Il est donc clair que cette inclusion n'est pas obligatoire, bien qu'elle soit recommandée dans les cas où un accord entre les parties est difficile, voire impossible.
Toutefois, dans la plupart des cas, ce professionnel propose des services de conseil et d'assistance ; son recours est donc facultatif.
Comment le professionnel est-il rémunéré ?
Dans le cas d'un professionnel consentant, ils offrent un service de conseil et de représentation, qui constitue un contrat privé.
Par conséquent, les prix pratiqués dépendent de nombreux facteurs, tels que :
- Type de contrat ;
- État de l'accord ;
- Services nécessaires (conseil en sélection, représentation, etc.) ;
- Emplacement.
Ainsi, dans la plupart des cas, l'indemnisation est définie par accord et peut être proportionnelle à la valeur de la négociation.
Supposons donc que l'intermédiaire intervienne dans une négociation immobilière d'une valeur de 400 000 R$ et convienne avec le client d'un paiement de 5% du prix de vente. Dans ce cas, le professionnel recevra environ 20 000 R$ une fois l'accord formalisé.
Toutefois, dans certains cas, cette négociation peut impliquer des honoraires, voire un paiement fixe hebdomadaire ou mensuel. Enfin, certains professionnels facturent leurs services à des tarifs fixes.
Par conséquent, si vous avez besoin d'aide pour parvenir à un accord, vérifiez les prix et les conditions, car vous pourriez constater des variations importantes sur le marché.
La partie consentante doit-elle être un avocat ?
En général, les parties consentantes sont des professionnels ayant une formation juridique, ce qui facilite l'interprétation des processus et des informations contractuelles.
Cependant, il ne s'agit pas d'une règle, car comme nous l'avons mentionné précédemment, c'est un service de conseil et de représentation, donc aucune formation spécifique n'est requise.

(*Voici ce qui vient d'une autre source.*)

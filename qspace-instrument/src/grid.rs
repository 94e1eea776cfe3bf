//! Flat rectangular detector grids.

use qspace_core::Vec3;
use serde::{Deserialize, Serialize};

use crate::{Error, Result};

/// A flat detector panel with uniformly spaced pixels.
///
/// Rows and columns are numbered from 1 starting in the lower-left corner.
/// Columns run along `base`, rows along `up`; positions are in meters
/// relative to the sample.
#[derive(Debug, Clone, PartialEq, Serialize, Deserialize)]
pub struct DetectorGrid {
    pub id: u32,
    pub num_rows: usize,
    pub num_cols: usize,
    pub width: f64,
    pub height: f64,
    #[serde(default)]
    pub depth: f64,
    pub center: Vec3,
    pub base: Vec3,
    pub up: Vec3,
}

impl DetectorGrid {
    /// Validates and normalizes a grid.
    ///
    /// # Errors
    /// Returns an error for an empty or zero-sized grid, or if `base` and
    /// `up` are zero or parallel.
    #[allow(clippy::too_many_arguments)]
    pub fn new(
        id: u32,
        num_rows: usize,
        num_cols: usize,
        width: f64,
        height: f64,
        center: Vec3,
        base: Vec3,
        up: Vec3,
    ) -> Result<Self> {
        let grid = Self {
            id,
            num_rows,
            num_cols,
            width,
            height,
            depth: 0.0,
            center,
            base,
            up,
        };
        grid.validated()
    }

    pub(crate) fn validated(mut self) -> Result<Self> {
        if self.num_rows == 0 || self.num_cols == 0 {
            return Err(Error::InvalidCalibration(format!(
                "detector {} has no pixels",
                self.id
            )));
        }
        if !(self.width > 0.0 && self.height > 0.0) {
            return Err(Error::InvalidCalibration(format!(
                "detector {} has non-positive size {}x{}",
                self.id, self.width, self.height
            )));
        }
        let base = self.base.normalized();
        let up = self.up.normalized();
        match (base, up) {
            (Some(base), Some(up)) if base.cross(up).length() > 1e-6 => {
                self.base = base;
                self.up = up;
                Ok(self)
            }
            _ => Err(Error::InvalidCalibration(format!(
                "detector {} has degenerate base/up vectors",
                self.id
            ))),
        }
    }

    #[must_use]
    pub fn num_pixels(&self) -> usize {
        self.num_rows * self.num_cols
    }

    #[must_use]
    #[allow(clippy::cast_precision_loss)]
    pub fn pixel_width(&self) -> f64 {
        self.width / self.num_cols as f64
    }

    #[must_use]
    #[allow(clippy::cast_precision_loss)]
    pub fn pixel_height(&self) -> f64 {
        self.height / self.num_rows as f64
    }

    /// Position of a (possibly fractional) row/column.
    #[must_use]
    #[allow(clippy::cast_precision_loss)]
    pub fn position(&self, row: f64, col: f64) -> Vec3 {
        let dx = self.pixel_width();
        let dy = self.pixel_height();
        let x = (col - 1.0) * dx - dx * (self.num_cols as f64 - 1.0) / 2.0;
        let y = (row - 1.0) * dy - dy * (self.num_rows as f64 - 1.0) / 2.0;
        self.center + self.base * x + self.up * y
    }

    /// Row and column (1-based) of the `index`-th pixel, column-major.
    #[must_use]
    pub fn row_col(&self, index: usize) -> (usize, usize) {
        (index % self.num_rows + 1, index / self.num_rows + 1)
    }
}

Dans le cas d'un professionnel travaillant dans le secteur immobilier, par exemple, il pourrait s'agir d'un agent immobilier ou même d'un architecte.
Dans le cadre de la négociation de l'achat d'un véhicule, un ingénieur mécanicien peut aider à choisir un modèle et servir d'intermédiaire dans le contrat.

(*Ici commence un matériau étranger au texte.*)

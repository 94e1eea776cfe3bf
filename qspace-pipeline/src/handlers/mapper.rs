//! Raw events to Q.

use std::sync::Arc;

use qspace_algorithms::{EventMapper, MapperConfig};

use crate::message::{Message, MessageKind};
use crate::router::Handler;
use crate::shared::PipelineState;
use crate::{Error, Result};

/// Maps every `MapEventsToQ` batch with the active instrument and forwards
/// each successful sub-range as `AddEventsToHistograms`.
///
/// A failed sub-range is reported as an `Error` message; the others are
/// still forwarded.
pub struct MapperHandler {
    state: Arc<PipelineState>,
    config: MapperConfig,
}

impl MapperHandler {
    #[must_use]
    pub fn new(state: Arc<PipelineState>, config: MapperConfig) -> Self {
        Self { state, config }
    }
}

impl Handler for MapperHandler {
    fn name(&self) -> &'static str {
        "mapper"
    }

    fn kinds(&self) -> &'static [MessageKind] {
        &[MessageKind::MapEventsToQ]
    }

    fn handle(&mut self, message: &Message, out: &mut Vec<Message>) -> Result<()> {
        let Message::MapEventsToQ(batch) = message else {
            return Ok(());
        };
        let instrument = self.state.instrument.load();
        let Some(context) = &*instrument else {
            return Err(Error::NoInstrument);
        };

        let mapper = EventMapper::new(Arc::clone(&context.q_map), self.config.clone());
        let outcome = mapper.map(batch);
        for (index, err) in &outcome.errors {
            out.push(Message::Error(format!("mapping sub-range {index}: {err}")));
        }
        if outcome.num_skipped() > 0 {
            log::debug!("skipped {} events with unknown pixel ids", outcome.num_skipped());
        }
        for mapped in outcome.batches {
            if !mapped.events.is_empty() {
                out.push(Message::AddEventsToHistograms(mapped.events));
            }
        }
        Ok(())
    }
}
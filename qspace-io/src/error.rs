//! I/O error types.

use thiserror::Error;

/// Result type for I/O operations.
pub type Result<T> = std::result::Result<T, Error>;

/// I/O error types.
#[derive(Error, Debug)]
pub enum Error {
    /// File or socket I/O error.
    #[error("I/O error: {0}")]
    Io(#[from] std::io::Error),

    /// Invalid file format.
    #[error("invalid file format: {0}")]
    InvalidFormat(String),

    /// Invalid loader or listener configuration.
    #[error("invalid configuration: {0}")]
    InvalidConfig(String),

    /// A file segment could not be loaded; the load was aborted.
    #[error("segment {segment} failed: {reason}")]
    SegmentLoad { segment: usize, reason: String },

    /// A wave of segment workers did not finish in time.
    #[error("segment wave timed out after {0:?}")]
    WaveTimeout(std::time::Duration),

    /// Malformed peak file line.
    #[error("peak file line {line}: {reason}")]
    PeakFile { line: usize, reason: String },

    /// Core library error.
    #[error("core error: {0}")]
    CoreError(#[from] qspace_core::Error),

    /// Instrument error.
    #[error("instrument error: {0}")]
    InstrumentError(#[from] qspace_instrument::Error),
}
//! qspace-io: event sources and peak files.
//!
//! - [`EventFileReader`] - memory-mapped flat `(tof, pixel id)` event files
//! - [`FileEventLoader`] - segmented, multi-threaded loading with a memory
//!   budget
//! - [`SocketEventListener`] - live UDP event feed with a flushing buffer
//! - [`PeaksFile`] - ISAW-style peaks file reader and writer
//!

pub mod buffer;
mod error;
pub mod listener;
pub mod loader;
pub mod peaks_file;
mod reader;
mod writer;

pub use buffer::EventBuffer;
pub use error::{Error, Result};
pub use listener::{
    ListenerConfig, ListenerEvent, ListenerState, ListenerStats, PacketProcessor,
    SocketEventListener,
};
pub use loader::{FileEventLoader, LoadRequest, LoadSummary, LoadedSegment, LoaderConfig};
pub use peaks_file::{PeaksFile, PeaksFileWriter};
pub use reader::{EventFileReader, MappedFileReader, EVENT_RECORD_LEN};
pub use writer::EventFileWriter;
//! Parallel event-to-Q mapping.
//!
//! Large batches are cut into contiguous sub-ranges that are mapped
//! concurrently on the rayon pool. Each sub-range succeeds or fails on its
//! own; the caller receives every successful slice plus the errors of the
//! failed ones.

use std::ops::Range;
use std::sync::Arc;

use qspace_core::{QEventBatch, RawEventBatch};
use qspace_instrument::TofToQMap;
use rayon::prelude::*;

#[cfg(feature = "serde")]
use serde::{Deserialize, Serialize};

use crate::{Error, Result};

/// Event mapper configuration.
#[derive(Clone, Debug, PartialEq, Eq)]
#[cfg_attr(feature = "serde", derive(Serialize, Deserialize))]
#[cfg_attr(feature = "serde", serde(default))]
pub struct MapperConfig {
    /// Batches longer than this are split into sub-ranges.
    pub parallel_threshold: usize,
    /// Number of sub-ranges for a split batch.
    pub num_tasks: usize,
    /// Fail a whole sub-range on the first invalid pixel id instead of
    /// skipping the event.
    pub strict: bool,
}

impl Default for MapperConfig {
    fn default() -> Self {
        Self {
            parallel_threshold: 400_000,
            num_tasks: 4,
            strict: false,
        }
    }
}

impl MapperConfig {
    #[must_use]
    pub fn with_parallel_threshold(mut self, threshold: usize) -> Self {
        self.parallel_threshold = threshold;
        self
    }

    #[must_use]
    pub fn with_num_tasks(mut self, num_tasks: usize) -> Self {
        self.num_tasks = num_tasks.max(1);
        self
    }

    #[must_use]
    pub fn with_strict(mut self, strict: bool) -> Self {
        self.strict = strict;
        self
    }
}

/// Mapped output of one sub-range.
#[derive(Debug, Clone, PartialEq)]
pub struct MappedRange {
    /// Event range of the input batch this slice came from.
    pub range: Range<usize>,
    pub events: QEventBatch,
    /// Events dropped for an invalid pixel id.
    pub skipped: usize,
}

/// Per-sub-task results of one fan-out, in sub-range order.
#[derive(Debug, Default)]
pub struct TaskGroupOutcome {
    pub batches: Vec<MappedRange>,
    /// `(sub-range index, error)` for every failed sub-range.
    pub errors: Vec<(usize, Error)>,
}

impl TaskGroupOutcome {
    /// True if every sub-range succeeded.
    #[must_use]
    pub fn is_complete(&self) -> bool {
        self.errors.is_empty()
    }

    /// Total number of mapped events.
    #[must_use]
    pub fn num_events(&self) -> usize {
        self.batches.iter().map(|b| b.events.len()).sum()
    }

    /// Total number of skipped events.
    #[must_use]
    pub fn num_skipped(&self) -> usize {
        self.batches.iter().map(|b| b.skipped).sum()
    }

    /// All successful slices concatenated in sub-range order.
    #[must_use]
    pub fn concat(&self) -> QEventBatch {
        let mut out = QEventBatch::with_capacity(self.num_events());
        for batch in &self.batches {
            out.append(&batch.events);
        }
        out
    }
}

/// Splits `len` events into `parts` contiguous ranges of `len / parts`
/// events; the last range absorbs the remainder.
#[must_use]
pub fn split_ranges(len: usize, parts: usize) -> Vec<Range<usize>> {
    let parts = parts.clamp(1, len.max(1));
    let step = len / parts;
    (0..parts)
        .map(|i| {
            let start = i * step;
            let end = if i + 1 == parts { len } else { start + step };
            start..end
        })
        .collect()
}

/// Maps raw events to Q using a shared lookup table.
#[derive(Debug, Clone)]
pub struct EventMapper {
    map: Arc<TofToQMap>,
    config: MapperConfig,
}

impl EventMapper {
    #[must_use]
    pub fn new(map: Arc<TofToQMap>, config: MapperConfig) -> Self {
        Self { map, config }
    }

    #[must_use]
    pub fn config(&self) -> &MapperConfig {
        &self.config
    }

    #[must_use]
    pub fn q_map(&self) -> &TofToQMap {
        &self.map
    }

    /// Maps a batch, splitting it when it exceeds the parallel threshold.
    #[must_use]
    pub fn map(&self, batch: &RawEventBatch) -> TaskGroupOutcome {
        let ranges = if batch.len() > self.config.parallel_threshold {
            split_ranges(batch.len(), self.config.num_tasks)
        } else {
            vec![0..batch.len()]
        };

        let results: Vec<Result<MappedRange>> = if ranges.len() > 1 {
            ranges
                .into_par_iter()
                .map(|range| self.map_range(batch, range))
                .collect()
        } else {
            ranges
                .into_iter()
                .map(|range| self.map_range(batch, range))
                .collect()
        };

        let mut outcome = TaskGroupOutcome::default();
        for (index, result) in results.into_iter().enumerate() {
            match result {
                Ok(mapped) => outcome.batches.push(mapped),
                Err(err) => {
                    log::warn!("mapping sub-range {index} failed: {err}");
                    outcome.errors.push((index, err));
                }
            }
        }
        outcome
    }

    fn map_range(&self, batch: &RawEventBatch, range: Range<usize>) -> Result<MappedRange> {
        let mut events = QEventBatch::with_capacity(range.len());
        let mut skipped = 0;
        for index in range.clone() {
            let (tof, pixel_id) = (batch.tof[index], batch.pixel_id[index]);
            match self.map.map_event(tof, pixel_id) {
                Some((q, weight)) => events.push_weighted(q, weight),
                None if self.config.strict => {
                    return Err(Error::InvalidPixel { index, pixel_id });
                }
                None => skipped += 1,
            }
        }
        Ok(MappedRange {
            range,
            events,
            skipped,
        })
    }
}

#[cfg(test)]
mod tests {
    use super::*;

    #[test]
    fn test_split_ranges_remainder() {
        let ranges = split_ranges(10, 4);
        assert_eq!(ranges, vec![0..2, 2..4, 4..6, 6..10]);
        assert_eq!(split_ranges(3, 8), vec![0..1, 1..2, 2..3]);
        assert_eq!(split_ranges(0, 4), vec![0..0]);
    }

    #[test]
    fn test_ranges_cover_everything_once() {
        for len in [1, 7, 400_001, 1_000_003] {
            for parts in 1..6 {
                let ranges = split_ranges(len, parts);
                assert_eq!(ranges.first().map(|r| r.start), Some(0));
                assert_eq!(ranges.last().map(|r| r.end), Some(len));
                for pair in ranges.windows(2) {
                    assert_eq!(pair[0].end, pair[1].start);
                }
            }
        }
    }
}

Par conséquent, bien que les connaissances d'un avocat soient très utiles dans ce domaine, cette formation n'est pas toujours nécessaire pour ce type de représentation.

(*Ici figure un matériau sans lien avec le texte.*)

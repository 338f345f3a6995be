//! Reduces the 3D IK problem to 2D by choosing the base yaw (J6) so the
//! remaining chain lies in a single vertical half-plane through the target.

use std::f64::consts::PI;

use nalgebra::{Vector2, Vector3};

/// A target reduced into J5's arm plane: `x'` is horizontal reach, `z'` is height.
#[derive(Debug, Clone, Copy, PartialEq)]
pub struct PlanarTarget {
    pub point: Vector2<f64>,
    pub yaw_turns: f64,
}

/// Choose J6's yaw so the shoulder-arm plane points at `target`, and project
/// `target` into that plane with `shoulder_origin` (J5's world origin) at its
/// local (0, 0).
pub fn planarize(shoulder_origin: Vector3<f64>, target: Vector3<f64>) -> PlanarTarget {
    let s = shoulder_origin.xy();
    let t = target.xy();
    let delta = t - s;
    let yaw = delta.y.atan2(delta.x);

    let yaw_turns = (yaw / PI + 1.0) / 2.0;

    // translate by -shoulder_origin, rotate about world -Z by `yaw`, drop Y.
    let relative = target - shoulder_origin;
    let (s_yaw, c_yaw) = yaw.sin_cos();
    // rotation about -Z by `yaw` is rotation about +Z by `-yaw`
    let x_prime = relative.x * c_yaw + relative.y * s_yaw;
    let z_prime = relative.z;

    PlanarTarget {
        point: Vector2::new(x_prime, z_prime),
        yaw_turns,
    }
}

#[cfg(test)]
mod tests {
    use super::*;

    #[test]
    fn target_on_x_axis_needs_no_yaw() {
        let shoulder = Vector3::new(0.0, 0.0, 50.0);
        let target = Vector3::new(300.0, 0.0, 100.0);
        let planar = planarize(shoulder, target);
        assert!((planar.yaw_turns - 0.5).abs() < 1e-9);
        assert!((planar.point.x - 300.0).abs() < 1e-6);
        assert!((planar.point.y - 50.0).abs() < 1e-6);
    }

    #[test]
    fn target_on_y_axis_yaws_a_quarter_turn() {
        let shoulder = Vector3::zeros();
        let target = Vector3::new(0.0, 250.0, 0.0);
        let planar = planarize(shoulder, target);
        assert!((planar.yaw_turns - 0.75).abs() < 1e-9);
        // after rotating into the plane, the full 250mm reach lands on the horizontal axis
        assert!((planar.point.x - 250.0).abs() < 1e-6);
        assert!(planar.point.y.abs() < 1e-9);
    }

    #[test]
    fn planar_reduction_preserves_distance_to_shoulder() {
        let shoulder = Vector3::new(1.0, 2.0, 3.0);
        let target = Vector3::new(120.0, -40.0, 70.0);
        let planar = planarize(shoulder, target);
        let direct = (target - shoulder).norm();
        let planar_dist = (planar.point.x.powi(2) + planar.point.y.powi(2)).sqrt();
        assert!((planar_dist - direct).abs() < 1e-6);
    }
}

Comment évaluer si l'inclusion de ce coût dans le contrat est justifiée ?
À ce stade, vous comprenez déjà ce qu'est une partie intervenante dans un contrat, et dans quelles situations ce représentant est nécessaire.
Dans le cas d'une partie intervenante ayant une relation directe avec l'une des parties, il n'y a pas de frais, puisque son implication dans la négociation ne concerne que les questions d'autorisation.
Toutefois, pour le professionnel engagé, ce coût existe et peut être important, selon son niveau d'expérience et le type de service requis.
Il est donc important que vous évaluiez si vous avez réellement besoin de cette aide et si vous êtes prêt à en assumer les dépenses.
En effet, même lorsque la négociation entre les parties est difficile, il est possible de laisser les tribunaux établir ce lien par le biais d'une assignation judiciaire, ou même de laisser l'avocat chargé du règlement résoudre le problème.
Ainsi, avant de décider de vous abonner au service, évaluez attentivement votre situation, car cela vous permettra de trouver une offre avantageuse et adaptée à vos besoins.